EXTRACTED RECORDS =>
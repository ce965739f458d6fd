//! Condition trees deciding, per record, whether it is kept.
//!
//! A [`Condition`] is a tagged tree: [`Comparison`] and [`Functor`] leaves,
//! [`Composite`] branches combining children under AND/OR, and a `Not` wrapper.
//! Parents own their children, so trees are finite and acyclic by construction.
//! Conditions are immutable once built and can be shared across threads for
//! concurrent read-only evaluation.

mod builder;
mod comparison;
mod composite;
mod functor;
mod op;

use std::{collections::BTreeSet, fmt};

pub use builder::ConditionBuilder;
pub use comparison::Comparison;
pub use composite::{Combinator, Composite};
pub use functor::Functor;
pub use op::ComparisonOp;

use crate::{error::ConfigurationError, point::Record};

/// Recursive condition node; leaf and branch variants coexist.
pub enum Condition<R> {
    /// Field versus threshold.
    Comparison(Comparison<R>),
    /// AND/OR over child conditions.
    Composite(Composite<R>),
    /// Logical negation.
    Not(Box<Condition<R>>),
    /// Opaque user predicate.
    Functor(Functor<R>),
}

impl<R: Record> Condition<R> {
    /// Returns true when `record` satisfies the condition.
    #[inline]
    pub fn evaluate(&self, record: &R) -> bool {
        match self {
            Condition::Comparison(comparison) => comparison.evaluate(record),
            Condition::Composite(composite) => composite.evaluate(record),
            Condition::Not(inner) => !inner.evaluate(record),
            Condition::Functor(functor) => functor.evaluate(record),
        }
    }

    /// Builds a comparison leaf; see [`Comparison::new`].
    pub fn compare(
        field: &str,
        op: ComparisonOp,
        threshold: impl Into<f64>,
    ) -> Result<Self, ConfigurationError> {
        Comparison::new(field, op, threshold).map(Condition::Comparison)
    }
}

impl<R> Condition<R> {
    /// Conjunction of `clauses`, flattening directly nested conjunctions.
    ///
    /// An empty conjunction passes every record.
    pub fn and<I>(clauses: I) -> Self
    where
        I: IntoIterator<Item = Condition<R>>,
    {
        Self::flatten(Combinator::And, clauses)
    }

    /// Disjunction of `clauses`, flattening directly nested disjunctions.
    ///
    /// An empty disjunction passes no record.
    pub fn or<I>(clauses: I) -> Self
    where
        I: IntoIterator<Item = Condition<R>>,
    {
        Self::flatten(Combinator::Or, clauses)
    }

    /// Logical negation of `condition`.
    #[allow(clippy::should_implement_trait)]
    pub fn not(condition: Condition<R>) -> Self {
        Condition::Not(Box::new(condition))
    }

    /// Wraps an arbitrary record predicate.
    pub fn functor<F>(evaluator: F) -> Self
    where
        F: Fn(&R) -> bool + Send + Sync + 'static,
    {
        Condition::Functor(Functor::new(evaluator))
    }

    /// Returns the logical negation, pushed down to the leaves.
    ///
    /// AND and OR swap under De Morgan's laws and double negations collapse.
    /// Leaves are wrapped rather than rewritten: inverting a comparison operator
    /// would let NaN fields pass.
    #[must_use]
    pub fn negate(self) -> Self {
        match self {
            Condition::Not(inner) => *inner,
            Condition::Composite(composite) => {
                let (combinator, children) = composite.into_parts();
                Condition::Composite(Composite::with_children(
                    combinator.dual(),
                    children.into_iter().map(Condition::negate),
                ))
            }
            leaf @ (Condition::Comparison(_) | Condition::Functor(_)) => Condition::not(leaf),
        }
    }

    /// True for comparison and functor nodes.
    pub fn is_leaf(&self) -> bool {
        matches!(self, Condition::Comparison(_) | Condition::Functor(_))
    }

    /// Names of the fields read by comparisons anywhere in the tree.
    ///
    /// Functors are opaque and contribute nothing.
    pub fn referenced_fields(&self) -> BTreeSet<&'static str> {
        let mut out = BTreeSet::new();
        self.collect_fields(&mut out);
        out
    }

    /// Number of levels in the tree; a lone leaf has depth 1.
    pub fn depth(&self) -> usize {
        match self {
            Condition::Comparison(_) | Condition::Functor(_) => 1,
            Condition::Not(inner) => 1 + inner.depth(),
            Condition::Composite(composite) => {
                1 + composite
                    .children()
                    .iter()
                    .map(Condition::depth)
                    .max()
                    .unwrap_or(0)
            }
        }
    }

    fn collect_fields(&self, out: &mut BTreeSet<&'static str>) {
        match self {
            Condition::Comparison(comparison) => {
                out.insert(comparison.field().name());
            }
            Condition::Composite(composite) => {
                for child in composite.children() {
                    child.collect_fields(out);
                }
            }
            Condition::Not(inner) => inner.collect_fields(out),
            Condition::Functor(_) => {}
        }
    }

    fn flatten<I>(combinator: Combinator, clauses: I) -> Self
    where
        I: IntoIterator<Item = Condition<R>>,
    {
        let mut acc = Vec::new();
        for clause in clauses {
            match clause {
                Condition::Composite(nested) if nested.combinator() == combinator => {
                    let (_, mut children) = nested.into_parts();
                    acc.append(&mut children);
                }
                other => acc.push(other),
            }
        }
        Condition::Composite(Composite::with_children(combinator, acc))
    }
}

impl<R> Clone for Condition<R> {
    fn clone(&self) -> Self {
        match self {
            Condition::Comparison(comparison) => Condition::Comparison(comparison.clone()),
            Condition::Composite(composite) => Condition::Composite(composite.clone()),
            Condition::Not(inner) => Condition::Not(inner.clone()),
            Condition::Functor(functor) => Condition::Functor(functor.clone()),
        }
    }
}

impl<R> fmt::Debug for Condition<R> {
    fn fmt(&self, f: &mut fmt::Formatter<'_>) -> fmt::Result {
        match self {
            Condition::Comparison(comparison) => fmt::Debug::fmt(comparison, f),
            Condition::Composite(composite) => fmt::Debug::fmt(composite, f),
            Condition::Not(inner) => f.debug_tuple("Not").field(inner).finish(),
            Condition::Functor(functor) => fmt::Debug::fmt(functor, f),
        }
    }
}

impl<R> fmt::Display for Condition<R> {
    fn fmt(&self, f: &mut fmt::Formatter<'_>) -> fmt::Result {
        match self {
            Condition::Comparison(comparison) => fmt::Display::fmt(comparison, f),
            Condition::Composite(composite) => fmt::Display::fmt(composite, f),
            Condition::Not(inner) => write!(f, "NOT {inner}"),
            Condition::Functor(_) => f.write_str("<functor>"),
        }
    }
}

impl<R> From<Comparison<R>> for Condition<R> {
    fn from(value: Comparison<R>) -> Self {
        Condition::Comparison(value)
    }
}

impl<R> From<Composite<R>> for Condition<R> {
    fn from(value: Composite<R>) -> Self {
        Condition::Composite(value)
    }
}

impl<R> From<Functor<R>> for Condition<R> {
    fn from(value: Functor<R>) -> Self {
        Condition::Functor(value)
    }
}

#[cfg(test)]
mod tests {
    use super::{Combinator, ComparisonOp, Condition};
    use crate::point::{PointXy, PointXyz};

    fn cmp(field: &str, op: ComparisonOp, threshold: f32) -> Condition<PointXy> {
        Condition::compare(field, op, threshold).expect("field exists")
    }

    #[test]
    fn and_or_flatten_nested() {
        let a = cmp("x", ComparisonOp::GreaterThan, 0.0);
        let b = cmp("y", ComparisonOp::LessThan, 0.0);
        let nested = Condition::and([a.clone(), b.clone()]);
        match Condition::and([a.clone(), nested, b.clone()]) {
            Condition::Composite(composite) => assert_eq!(composite.len(), 4),
            other => panic!("expected Composite, got {other:?}"),
        }

        // Mixed combinators stay nested.
        let nested_or = Condition::or([a.clone(), b.clone()]);
        match Condition::and([a, nested_or]) {
            Condition::Composite(composite) => {
                assert_eq!(composite.combinator(), Combinator::And);
                assert_eq!(composite.len(), 2);
            }
            other => panic!("expected Composite, got {other:?}"),
        }
    }

    #[test]
    fn not_inverts() {
        let not = Condition::not(cmp("x", ComparisonOp::GreaterThan, 0.0));
        assert!(not.evaluate(&PointXy::new(-1.0, 0.0)));
        assert!(!not.evaluate(&PointXy::new(1.0, 0.0)));
        // NaN fails the comparison, so its negation passes.
        assert!(not.evaluate(&PointXy::new(f32::NAN, 0.0)));
        assert_eq!(not.to_string(), "NOT x > 0");
    }

    #[test]
    fn negate_applies_demorgan() {
        let condition = Condition::and([
            cmp("x", ComparisonOp::GreaterThan, 0.0),
            cmp("y", ComparisonOp::Equal, 1.0),
        ]);
        let negated = condition.clone().negate();
        match &negated {
            Condition::Composite(composite) => {
                assert_eq!(composite.combinator(), Combinator::Or);
                assert!(composite
                    .children()
                    .iter()
                    .all(|child| matches!(child, Condition::Not(_))));
            }
            other => panic!("expected Composite, got {other:?}"),
        }

        for point in [
            PointXy::new(1.0, 1.0),
            PointXy::new(1.0, 2.0),
            PointXy::new(-1.0, 1.0),
            PointXy::new(f32::NAN, 1.0),
        ] {
            assert_eq!(negated.evaluate(&point), !condition.evaluate(&point));
        }
    }

    #[test]
    fn negate_collapses_double_not_and_swaps_identities() {
        let leaf = cmp("x", ComparisonOp::LessThan, 3.0);
        assert!(matches!(leaf.clone().negate().negate(), Condition::Comparison(_)));

        let point = PointXy::new(0.0, 0.0);
        assert!(!Condition::<PointXy>::and([]).negate().evaluate(&point));
        assert!(Condition::<PointXy>::or([]).negate().evaluate(&point));
    }

    #[test]
    fn referenced_fields_skip_functors() {
        let condition = Condition::<PointXyz>::or([
            Condition::compare("z", ComparisonOp::GreaterThan, 0.0).expect("z exists"),
            Condition::not(
                Condition::compare("x", ComparisonOp::Equal, 0.0).expect("x exists"),
            ),
            Condition::functor(|p: &PointXyz| p.y > 0.0),
        ]);
        let fields: Vec<_> = condition.referenced_fields().into_iter().collect();
        assert_eq!(fields, vec!["x", "z"]);
    }

    #[test]
    fn depth_counts_levels() {
        let leaf = cmp("x", ComparisonOp::GreaterThan, 0.0);
        assert_eq!(leaf.depth(), 1);
        assert_eq!(Condition::<PointXy>::and([]).depth(), 1);
        let tree = Condition::or([
            leaf.clone(),
            Condition::and([leaf.clone(), Condition::not(leaf)]),
        ]);
        assert_eq!(tree.depth(), 4);
        assert!(!tree.is_leaf());
    }

    #[test]
    fn conditions_are_send_and_sync() {
        fn assert_send_sync<T: Send + Sync>() {}
        assert_send_sync::<Condition<PointXy>>();
        assert_send_sync::<Condition<PointXyz>>();
    }
}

WORK REQUEST =>
Scan the material above for the string "negated", returning each line that contains it.

ANSWER TO THIS PROBLEM =>
        let negated = condition.clone().negate();
        match &negated {
            assert_eq!(negated.evaluate(&point), !condition.evaluate(&point));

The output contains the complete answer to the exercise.